Finally, the Bradley Foundation “has been accused of
underreporting the grant amounts that it gives to many of
the right-wing organizations that it supports.” PEOPLE
FOR THE AMERICAN
WAY, Bradley
Foundation, Lynde and Harry, at http://www.pfaw.org/pfaw/general/default.aspx?oid=11219.
D. Conclusion
The Bradley Foundation
“works in concert with a number of [other foundations] to
develop, maintain and promote a right-wing intelligencia
that can play a major role in the manipulation of public
opinion and the formulation of public policy.” Phil Wilayto,
The Lynde and Harry Bradley Foundation (Mar 21, 2000),
at
http://www.mediatransparency.org/funders
/bradley_foundation.htm. While the
Bradley Foundation is part of the “Four Sisters,” Bradley
has the largest assets of the conservative foundations, plus
national connections and a focused political agenda.

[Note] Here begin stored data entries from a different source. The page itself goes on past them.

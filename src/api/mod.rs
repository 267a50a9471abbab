//! Inmomarket REST API
//!
//! HTTP API layer for the marketplace, built with Axum.
//!
//! # Endpoints
//!
//! ## Auth
//! - `POST /api/v1/auth/register` - Create an account and open a session
//! - `POST /api/v1/auth/login` - Open a session
//!
//! ## Users
//! - `GET /api/v1/users/me` - The authenticated account
//!
//! ## Catalog (writes admin-only)
//! - `GET|POST /api/v1/categories`, `GET|PUT|DELETE /api/v1/categories/:id`
//! - `GET|POST /api/v1/locations`, `GET|PUT|DELETE /api/v1/locations/:id`
//!
//! ## Properties (writes seller-only)
//! - `GET /api/v1/properties` - Search listings
//! - `POST /api/v1/properties` - List a property
//! - `GET|PUT|DELETE /api/v1/properties/:id`
//! - `PUT /api/v1/properties/:id/status` - Publication status
//!
//! ## Visits
//! - `GET /api/v1/visit-schedules` - Available windows
//! - `POST /api/v1/visit-schedules` - Publish a window (seller)
//! - `GET /api/v1/visit-schedules/mine` - Seller's windows
//! - `GET /api/v1/visit-schedules/:id`, `GET /api/v1/visit-schedules/:id/visits`
//! - `POST /api/v1/visits` - Book a slot (buyer)
//! - `GET /api/v1/visits/mine` - Buyer's bookings
//! - `PUT /api/v1/visits/:id/status`, `DELETE /api/v1/visits/:id`
//!
//! ## Health
//! - `GET /health/live`, `GET /health/ready`, `GET /health`
//!
//! # Example
//!
//! ```rust,ignore
//! use inmomarket::api::{serve, ApiConfig, AppState};
//! use inmomarket::auth::TokenKeys;
//! use inmomarket::store::MarketStore;
//! use std::sync::Arc;
//!
//! #[tokio::main]
//! async fn main() -> Result<(), Box<dyn std::error::Error>> {
//!     let store = Arc::new(MarketStore::in_memory());
//!     let config = ApiConfig::default();
//!     let keys = TokenKeys::new("secret", 24);
//!
//!     let state = AppState::new(store, keys, config.clone());
//!     serve(state, &config).await?;
//!
//!     Ok(())
//! }
//! ```

pub mod dto;
pub mod error;
pub mod routes;
pub mod state;

pub use error::{ApiError, ApiResult};
pub use state::{ApiConfig, AppState};

use axum::{
    routing::{delete, get, post, put},
    Router,
};
use std::sync::Arc;
use tower_http::{cors::CorsLayer, trace::TraceLayer};

/// Build the API router with all routes and middleware
pub fn build_router(state: AppState) -> Router {
    let api_routes = Router::new()
        // Auth routes
        .route("/auth/register", post(routes::auth::register))
        .route("/auth/login", post(routes::auth::login))
        // User routes
        .route("/users/me", get(routes::users::me))
        // Category routes
        .route("/categories", get(routes::categories::list_categories))
        .route("/categories", post(routes::categories::create_category))
        .route("/categories/:id", get(routes::categories::get_category))
        .route("/categories/:id", put(routes::categories::update_category))
        .route("/categories/:id", delete(routes::categories::delete_category))
        // Location routes
        .route("/locations", get(routes::locations::list_locations))
        .route("/locations", post(routes::locations::create_location))
        .route("/locations/:id", get(routes::locations::get_location))
        .route("/locations/:id", put(routes::locations::update_location))
        .route("/locations/:id", delete(routes::locations::delete_location))
        // Property routes
        .route("/properties", get(routes::properties::search_properties))
        .route("/properties", post(routes::properties::create_property))
        .route("/properties/:id", get(routes::properties::get_property))
        .route("/properties/:id", put(routes::properties::update_property))
        .route("/properties/:id", delete(routes::properties::delete_property))
        .route("/properties/:id/status", put(routes::properties::set_property_status))
        // Visit schedule routes
        .route("/visit-schedules", get(routes::schedules::available_schedules))
        .route("/visit-schedules", post(routes::schedules::create_schedule))
        .route("/visit-schedules/mine", get(routes::schedules::my_schedules))
        .route("/visit-schedules/:id", get(routes::schedules::get_schedule))
        .route("/visit-schedules/:id/visits", get(routes::schedules::schedule_visits))
        // Visit routes
        .route("/visits", post(routes::visits::book_visit))
        .route("/visits/mine", get(routes::visits::my_visits))
        .route("/visits/:id/status", put(routes::visits::update_visit_status))
        .route("/visits/:id", delete(routes::visits::cancel_visit));

    let health_routes = Router::new()
        .route("/live", get(routes::health::liveness))
        .route("/ready", get(routes::health::readiness))
        .route("/", get(routes::health::full_health));

    // Create shared state
    let shared_state = Arc::new(state);

    Router::new()
        .nest("/api/v1", api_routes)
        .nest("/health", health_routes)
        .layer(TraceLayer::new_for_http())
        .layer(CorsLayer::permissive()) // Configure properly in production
        .with_state(shared_state)
}

/// Start the API server
pub async fn serve(state: AppState, config: &ApiConfig) -> Result<(), ApiError> {
    let router = build_router(state);

    let addr = config.addr();
    let listener = tokio::net::TcpListener::bind(&addr)
        .await
        .map_err(|e| ApiError::Internal(format!("Bind error: {}", e)))?;

    tracing::info!("Inmomarket API listening on {}", addr);

    axum::serve(listener, router)
        .with_graceful_shutdown(shutdown_signal())
        .await
        .map_err(|e| ApiError::Internal(format!("Server error: {}", e)))?;

    tracing::info!("Inmomarket API shut down gracefully");
    Ok(())
}

/// Wait for shutdown signal
async fn shutdown_signal() {
    let ctrl_c = async {
        tokio::signal::ctrl_c()
            .await
            .expect("Failed to install Ctrl+C handler");
    };

    #[cfg(unix)]
    let terminate = async {
        tokio::signal::unix::signal(tokio::signal::unix::SignalKind::terminate())
            .expect("Failed to install signal handler")
            .recv()
            .await;
    };

    #[cfg(not(unix))]
    let terminate = std::future::pending::<()>();

    tokio::select! {
        _ = ctrl_c => {},
        _ = terminate => {},
    }

    tracing::info!("Shutdown signal received, starting graceful shutdown");
}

Accordingly, the Bradley Foundation “plays a leading role in
the conservative movement.” Id. For an even more
aggressive attack on the Bradley Foundation, see
Salim
Muwakkil, Neocon Convergences, IN
THESE
TIMES
(Jun. 6, 2003),
available at http://www.inthesetimes.com/comments.php?id=216_0_3_0_C.
II. THE SARAH SCAIFE
FOUNDATION
A. Background
The Sarah Scaife Foundation
is chaired by Richard Scaife (formerly known as Richard
Mellon Scaife). See Scaife Foundation, at
http://www.mediatransparency.org/funders /scaife_foundations.htm.
Richard Scaife also controls the Allegheny and Carthage
Foundations. Id. In 2003, Richard Scaife was #224
on the Forbes list of the richest people in the world, with
an estimated value of $1.1 billion. See The Forbes
400, FORBES MAGAZINE
(Sept. 18, 2003), available at http://www.forbes.com/2003/09/17/rich400land.html.
The Sarah Scaife Foundation
grants are “primarily directed toward public policy programs
that address major domestic and international issues.” SARAH
SCAIFE FOUNDATION,
2003 ANNUAL REPORT
(2003), at http://www.scaife.com/sarah03.pdf. Like
the Bradley Foundation, the list of grant recipients is
heavily weighted toward conservative causes or
organizations Id. Included in the 2003 grants are:
$425,000 to Accuracy in Media, $700,000 to the Free Congress
Research and Education Foundation, and $800,000 to the
Heritage Foundation. Id.
B. Lawsuits
The Sarah Scaife Foundation
has not been involved in any reported lawsuits.
C. Finances
The Sarah Scaife Foundation
had assets of $288 million at the end of 2003. SARAH
SCAIFE FOUNDATION,
2003 ANNUAL REPORT
(2003), at http://www.scaife.com/sarah03.pdf. The
major investments are stock ($191 million) and government
securities ($77 million). Id. In 2003, the Sarah
Scaife Foundation gave $14 million in grants, including
$250,000 to CSPC. Id. Additionally, the
Scaife Foundation gave $125,000 to CSPC in 2002 and $300,000
in 2001. SARAH SCAIFE
FOUNDATION, 2002
ANNUAL REPORT
(2002), at http://www.scaife.com/sarah02.pdf.; SARAH
SCAIFE FOUNDATION,
2001 ANNUAL REPORT
(2001), at http://www.scaife.com/sarah01.pdf.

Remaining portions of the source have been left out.